Scan the entries below for the word "reason". Copy out every line in which it occurs.

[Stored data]
──────────────────────────────
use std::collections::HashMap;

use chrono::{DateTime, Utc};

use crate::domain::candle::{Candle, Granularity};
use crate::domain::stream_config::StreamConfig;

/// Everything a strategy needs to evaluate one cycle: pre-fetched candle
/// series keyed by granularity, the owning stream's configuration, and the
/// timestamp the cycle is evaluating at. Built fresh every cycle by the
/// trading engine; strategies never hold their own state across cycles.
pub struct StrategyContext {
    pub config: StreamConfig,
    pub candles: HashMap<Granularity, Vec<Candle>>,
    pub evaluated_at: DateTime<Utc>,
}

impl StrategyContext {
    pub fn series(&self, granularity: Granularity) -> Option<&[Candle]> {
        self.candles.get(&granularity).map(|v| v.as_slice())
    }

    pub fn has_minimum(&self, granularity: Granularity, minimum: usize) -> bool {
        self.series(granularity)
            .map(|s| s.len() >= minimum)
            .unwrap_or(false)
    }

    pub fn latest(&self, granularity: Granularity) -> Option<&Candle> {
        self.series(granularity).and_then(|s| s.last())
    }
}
──────────────────────────────
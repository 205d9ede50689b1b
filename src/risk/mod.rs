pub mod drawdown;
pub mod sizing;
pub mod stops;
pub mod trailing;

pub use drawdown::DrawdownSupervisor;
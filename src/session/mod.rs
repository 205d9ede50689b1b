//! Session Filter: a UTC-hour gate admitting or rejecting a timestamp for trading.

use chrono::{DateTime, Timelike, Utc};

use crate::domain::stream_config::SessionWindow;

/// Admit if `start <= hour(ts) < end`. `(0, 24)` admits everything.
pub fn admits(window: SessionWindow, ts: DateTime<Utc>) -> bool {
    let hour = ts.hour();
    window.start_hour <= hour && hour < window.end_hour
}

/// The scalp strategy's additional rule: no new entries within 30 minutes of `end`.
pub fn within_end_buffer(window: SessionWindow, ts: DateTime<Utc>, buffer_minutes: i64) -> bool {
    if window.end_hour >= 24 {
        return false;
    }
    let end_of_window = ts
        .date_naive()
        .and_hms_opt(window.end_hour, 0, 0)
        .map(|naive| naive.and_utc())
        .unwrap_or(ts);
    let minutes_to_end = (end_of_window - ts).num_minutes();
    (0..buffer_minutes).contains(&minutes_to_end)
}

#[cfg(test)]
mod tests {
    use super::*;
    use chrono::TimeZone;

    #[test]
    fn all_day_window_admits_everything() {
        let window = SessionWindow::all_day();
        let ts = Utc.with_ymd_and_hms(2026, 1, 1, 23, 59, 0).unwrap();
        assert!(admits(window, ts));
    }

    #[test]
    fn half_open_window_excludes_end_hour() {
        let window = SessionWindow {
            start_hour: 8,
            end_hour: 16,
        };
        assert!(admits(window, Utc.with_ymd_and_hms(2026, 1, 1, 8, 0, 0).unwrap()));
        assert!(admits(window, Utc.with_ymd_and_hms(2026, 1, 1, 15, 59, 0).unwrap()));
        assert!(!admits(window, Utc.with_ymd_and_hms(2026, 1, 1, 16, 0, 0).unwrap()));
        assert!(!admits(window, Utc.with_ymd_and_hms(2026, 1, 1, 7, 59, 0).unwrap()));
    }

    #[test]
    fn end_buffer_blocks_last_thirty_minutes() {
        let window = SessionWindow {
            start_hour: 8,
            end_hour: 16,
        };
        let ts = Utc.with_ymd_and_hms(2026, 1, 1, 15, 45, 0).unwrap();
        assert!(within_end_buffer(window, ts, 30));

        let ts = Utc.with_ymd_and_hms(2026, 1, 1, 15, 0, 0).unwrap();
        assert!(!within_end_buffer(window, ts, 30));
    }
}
──────────────────────────────
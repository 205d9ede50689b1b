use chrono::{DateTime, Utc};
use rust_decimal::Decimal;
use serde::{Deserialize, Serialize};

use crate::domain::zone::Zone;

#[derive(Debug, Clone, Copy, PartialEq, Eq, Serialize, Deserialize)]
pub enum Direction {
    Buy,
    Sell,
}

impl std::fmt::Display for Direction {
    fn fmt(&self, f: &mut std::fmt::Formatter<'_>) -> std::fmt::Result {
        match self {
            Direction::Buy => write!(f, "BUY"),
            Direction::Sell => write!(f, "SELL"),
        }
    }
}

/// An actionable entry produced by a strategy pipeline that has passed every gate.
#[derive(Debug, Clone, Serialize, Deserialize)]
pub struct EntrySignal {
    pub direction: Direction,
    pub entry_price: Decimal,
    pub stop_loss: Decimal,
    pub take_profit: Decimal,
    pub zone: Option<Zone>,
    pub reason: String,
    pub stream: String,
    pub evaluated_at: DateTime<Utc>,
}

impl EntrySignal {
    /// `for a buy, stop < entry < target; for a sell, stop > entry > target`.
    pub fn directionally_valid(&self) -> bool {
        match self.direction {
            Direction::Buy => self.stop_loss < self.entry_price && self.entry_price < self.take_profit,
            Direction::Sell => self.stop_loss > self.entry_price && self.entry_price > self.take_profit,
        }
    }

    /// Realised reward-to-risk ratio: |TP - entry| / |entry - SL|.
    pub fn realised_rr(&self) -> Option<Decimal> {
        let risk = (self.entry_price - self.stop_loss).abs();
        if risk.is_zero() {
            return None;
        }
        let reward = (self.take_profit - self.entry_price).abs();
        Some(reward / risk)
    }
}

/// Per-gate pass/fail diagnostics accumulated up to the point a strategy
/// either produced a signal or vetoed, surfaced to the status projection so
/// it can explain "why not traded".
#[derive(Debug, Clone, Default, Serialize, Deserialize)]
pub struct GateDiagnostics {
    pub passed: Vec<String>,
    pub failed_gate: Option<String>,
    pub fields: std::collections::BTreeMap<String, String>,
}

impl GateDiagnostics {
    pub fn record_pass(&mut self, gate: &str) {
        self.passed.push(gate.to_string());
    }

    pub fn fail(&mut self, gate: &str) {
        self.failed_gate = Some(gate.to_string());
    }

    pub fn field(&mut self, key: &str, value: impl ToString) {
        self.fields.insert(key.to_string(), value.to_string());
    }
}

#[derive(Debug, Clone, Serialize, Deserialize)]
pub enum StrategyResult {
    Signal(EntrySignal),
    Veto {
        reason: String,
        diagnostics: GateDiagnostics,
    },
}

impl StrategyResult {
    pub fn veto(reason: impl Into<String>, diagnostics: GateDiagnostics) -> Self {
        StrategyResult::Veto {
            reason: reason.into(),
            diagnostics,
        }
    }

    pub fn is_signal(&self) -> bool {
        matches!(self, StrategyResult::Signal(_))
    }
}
──────────────────────────────
Task answer.
    pub reason: String,
        reason: String,
    pub fn veto(reason: impl Into<String>, diagnostics: GateDiagnostics) -> Self {
            reason: reason.into(),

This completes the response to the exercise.